_Recorded information_.
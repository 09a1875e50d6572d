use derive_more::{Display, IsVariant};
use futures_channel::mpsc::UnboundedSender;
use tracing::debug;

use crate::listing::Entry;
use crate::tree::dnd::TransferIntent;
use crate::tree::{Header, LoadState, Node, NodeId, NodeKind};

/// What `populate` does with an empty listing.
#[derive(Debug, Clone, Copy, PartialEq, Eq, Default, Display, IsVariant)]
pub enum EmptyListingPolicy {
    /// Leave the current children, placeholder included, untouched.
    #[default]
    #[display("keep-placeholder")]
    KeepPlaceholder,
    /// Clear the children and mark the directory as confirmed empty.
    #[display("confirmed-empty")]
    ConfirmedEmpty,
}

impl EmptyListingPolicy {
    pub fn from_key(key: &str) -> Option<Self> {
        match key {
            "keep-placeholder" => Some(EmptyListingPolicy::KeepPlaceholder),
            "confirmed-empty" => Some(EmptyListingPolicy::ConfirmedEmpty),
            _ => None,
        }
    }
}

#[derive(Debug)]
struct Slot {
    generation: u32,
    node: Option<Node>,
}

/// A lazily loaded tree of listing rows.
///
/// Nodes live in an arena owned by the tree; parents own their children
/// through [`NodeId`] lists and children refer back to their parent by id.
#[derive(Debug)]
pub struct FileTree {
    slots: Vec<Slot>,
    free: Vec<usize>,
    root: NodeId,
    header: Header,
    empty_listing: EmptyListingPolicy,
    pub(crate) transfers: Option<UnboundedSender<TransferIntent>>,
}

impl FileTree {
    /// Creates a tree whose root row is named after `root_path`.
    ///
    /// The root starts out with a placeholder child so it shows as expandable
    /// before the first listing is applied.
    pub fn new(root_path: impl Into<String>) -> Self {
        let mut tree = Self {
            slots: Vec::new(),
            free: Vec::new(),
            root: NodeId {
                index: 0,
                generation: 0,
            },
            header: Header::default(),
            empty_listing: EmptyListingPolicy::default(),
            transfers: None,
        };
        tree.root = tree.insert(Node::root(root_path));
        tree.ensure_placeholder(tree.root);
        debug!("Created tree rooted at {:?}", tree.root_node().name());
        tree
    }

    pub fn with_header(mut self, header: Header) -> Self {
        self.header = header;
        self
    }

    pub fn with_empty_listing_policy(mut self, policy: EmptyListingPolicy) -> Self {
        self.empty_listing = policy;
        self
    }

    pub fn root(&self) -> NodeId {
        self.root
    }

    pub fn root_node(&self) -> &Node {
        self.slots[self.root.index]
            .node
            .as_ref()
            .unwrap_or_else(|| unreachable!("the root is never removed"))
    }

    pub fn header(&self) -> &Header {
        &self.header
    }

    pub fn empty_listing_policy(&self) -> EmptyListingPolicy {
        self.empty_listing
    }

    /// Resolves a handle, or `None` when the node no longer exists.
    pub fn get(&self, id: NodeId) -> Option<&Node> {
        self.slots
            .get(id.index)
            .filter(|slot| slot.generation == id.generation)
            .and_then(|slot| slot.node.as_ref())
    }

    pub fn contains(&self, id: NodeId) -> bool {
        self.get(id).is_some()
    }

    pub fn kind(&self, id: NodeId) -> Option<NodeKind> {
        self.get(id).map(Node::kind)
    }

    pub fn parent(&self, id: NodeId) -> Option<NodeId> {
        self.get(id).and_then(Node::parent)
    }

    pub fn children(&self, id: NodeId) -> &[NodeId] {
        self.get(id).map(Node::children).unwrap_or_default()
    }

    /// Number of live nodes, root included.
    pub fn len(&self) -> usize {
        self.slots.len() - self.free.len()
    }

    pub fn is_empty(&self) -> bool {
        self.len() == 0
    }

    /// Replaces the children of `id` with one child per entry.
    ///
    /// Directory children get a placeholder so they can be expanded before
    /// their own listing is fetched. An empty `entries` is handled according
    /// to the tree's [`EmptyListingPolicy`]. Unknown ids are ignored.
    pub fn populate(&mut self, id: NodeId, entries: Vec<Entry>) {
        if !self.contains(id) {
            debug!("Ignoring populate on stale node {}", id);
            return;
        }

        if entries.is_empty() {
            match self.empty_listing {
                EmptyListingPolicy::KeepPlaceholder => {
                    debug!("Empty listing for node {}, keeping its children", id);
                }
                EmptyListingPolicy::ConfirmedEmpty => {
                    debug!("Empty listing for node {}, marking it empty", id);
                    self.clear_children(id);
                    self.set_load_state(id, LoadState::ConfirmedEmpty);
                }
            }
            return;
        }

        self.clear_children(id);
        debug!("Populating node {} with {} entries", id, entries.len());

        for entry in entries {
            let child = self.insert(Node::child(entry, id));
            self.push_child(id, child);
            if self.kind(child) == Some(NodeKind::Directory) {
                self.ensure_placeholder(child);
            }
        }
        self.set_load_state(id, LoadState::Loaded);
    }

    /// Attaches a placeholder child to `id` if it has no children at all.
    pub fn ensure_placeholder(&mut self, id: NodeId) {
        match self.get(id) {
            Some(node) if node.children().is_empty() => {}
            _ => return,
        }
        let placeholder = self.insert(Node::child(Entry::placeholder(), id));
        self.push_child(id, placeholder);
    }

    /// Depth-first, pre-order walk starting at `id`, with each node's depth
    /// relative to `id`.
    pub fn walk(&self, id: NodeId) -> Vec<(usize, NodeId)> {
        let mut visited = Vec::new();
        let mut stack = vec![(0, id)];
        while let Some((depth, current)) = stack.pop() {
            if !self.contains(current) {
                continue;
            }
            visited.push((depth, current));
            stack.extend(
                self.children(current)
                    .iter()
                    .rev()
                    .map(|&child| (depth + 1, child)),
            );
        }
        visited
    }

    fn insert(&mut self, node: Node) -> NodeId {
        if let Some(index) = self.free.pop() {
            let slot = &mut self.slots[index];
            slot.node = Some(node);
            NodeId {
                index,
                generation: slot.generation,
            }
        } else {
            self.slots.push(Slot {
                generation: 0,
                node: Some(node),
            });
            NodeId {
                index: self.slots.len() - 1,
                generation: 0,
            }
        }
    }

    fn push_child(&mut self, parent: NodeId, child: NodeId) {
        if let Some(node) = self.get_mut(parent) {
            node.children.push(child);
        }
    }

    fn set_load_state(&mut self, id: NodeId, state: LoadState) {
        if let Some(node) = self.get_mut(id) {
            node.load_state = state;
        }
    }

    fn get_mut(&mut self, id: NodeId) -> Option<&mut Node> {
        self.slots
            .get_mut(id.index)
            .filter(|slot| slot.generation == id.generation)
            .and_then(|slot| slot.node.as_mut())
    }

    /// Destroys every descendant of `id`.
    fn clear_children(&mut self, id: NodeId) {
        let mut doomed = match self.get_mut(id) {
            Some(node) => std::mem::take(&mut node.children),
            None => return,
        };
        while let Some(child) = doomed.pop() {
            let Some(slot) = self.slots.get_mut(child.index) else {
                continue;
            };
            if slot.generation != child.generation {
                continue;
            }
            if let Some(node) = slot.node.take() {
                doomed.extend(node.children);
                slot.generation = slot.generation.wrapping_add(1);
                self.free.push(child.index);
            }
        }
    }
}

--

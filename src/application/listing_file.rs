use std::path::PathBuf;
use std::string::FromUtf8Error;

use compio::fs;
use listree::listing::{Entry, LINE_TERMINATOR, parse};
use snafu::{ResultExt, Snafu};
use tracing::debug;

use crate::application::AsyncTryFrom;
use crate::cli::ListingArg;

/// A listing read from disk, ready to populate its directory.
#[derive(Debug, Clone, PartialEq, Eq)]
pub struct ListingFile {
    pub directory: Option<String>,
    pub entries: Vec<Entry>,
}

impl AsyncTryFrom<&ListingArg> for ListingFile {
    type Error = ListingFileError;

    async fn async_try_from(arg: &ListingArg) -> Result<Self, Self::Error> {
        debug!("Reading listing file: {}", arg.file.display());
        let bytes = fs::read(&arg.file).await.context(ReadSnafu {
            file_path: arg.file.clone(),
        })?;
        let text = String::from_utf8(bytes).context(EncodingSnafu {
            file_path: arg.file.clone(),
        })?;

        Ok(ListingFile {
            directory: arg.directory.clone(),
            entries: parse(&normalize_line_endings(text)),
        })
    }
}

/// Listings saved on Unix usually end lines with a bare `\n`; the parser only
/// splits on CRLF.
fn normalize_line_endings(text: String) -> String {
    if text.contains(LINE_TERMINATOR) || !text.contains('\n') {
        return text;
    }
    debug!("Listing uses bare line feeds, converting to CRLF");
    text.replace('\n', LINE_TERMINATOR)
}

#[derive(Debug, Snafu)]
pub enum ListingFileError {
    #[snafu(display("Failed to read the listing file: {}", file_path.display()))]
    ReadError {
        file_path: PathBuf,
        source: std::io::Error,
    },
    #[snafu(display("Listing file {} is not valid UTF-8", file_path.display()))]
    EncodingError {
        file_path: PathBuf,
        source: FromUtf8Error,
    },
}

_Work instructions_.
Say how many lines in the preceding material hold the word "bool"; nothing else belongs in the reply.

_Solved exercise_.
2